Stored items
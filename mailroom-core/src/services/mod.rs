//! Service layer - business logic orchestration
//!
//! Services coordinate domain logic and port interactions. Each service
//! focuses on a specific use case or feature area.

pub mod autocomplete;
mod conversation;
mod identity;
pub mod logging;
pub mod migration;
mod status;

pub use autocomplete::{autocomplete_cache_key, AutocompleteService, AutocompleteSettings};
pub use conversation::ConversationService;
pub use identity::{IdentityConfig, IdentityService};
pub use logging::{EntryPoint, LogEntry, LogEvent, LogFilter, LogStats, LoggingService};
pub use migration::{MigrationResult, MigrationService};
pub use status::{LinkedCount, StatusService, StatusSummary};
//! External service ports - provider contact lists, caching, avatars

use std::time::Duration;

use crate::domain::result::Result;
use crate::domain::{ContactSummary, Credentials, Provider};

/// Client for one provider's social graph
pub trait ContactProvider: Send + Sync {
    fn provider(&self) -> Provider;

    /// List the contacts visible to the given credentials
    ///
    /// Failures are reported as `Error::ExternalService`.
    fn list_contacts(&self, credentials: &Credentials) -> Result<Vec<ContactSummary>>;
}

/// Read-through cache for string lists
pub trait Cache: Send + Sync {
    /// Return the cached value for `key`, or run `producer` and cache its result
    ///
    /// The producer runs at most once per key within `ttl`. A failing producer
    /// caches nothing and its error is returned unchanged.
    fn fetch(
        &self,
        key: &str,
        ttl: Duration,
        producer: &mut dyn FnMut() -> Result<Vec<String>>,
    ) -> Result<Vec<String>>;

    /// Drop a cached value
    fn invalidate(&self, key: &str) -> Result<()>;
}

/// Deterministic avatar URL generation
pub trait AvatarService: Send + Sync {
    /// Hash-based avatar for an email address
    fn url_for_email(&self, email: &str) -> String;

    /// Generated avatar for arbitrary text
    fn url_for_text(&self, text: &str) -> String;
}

• Task description:
In the entries above, locate every line with the word "value" and copy it.

• Written solution:
    /// Return the cached value for `key`, or run `producer` and cache its result
    /// Drop a cached value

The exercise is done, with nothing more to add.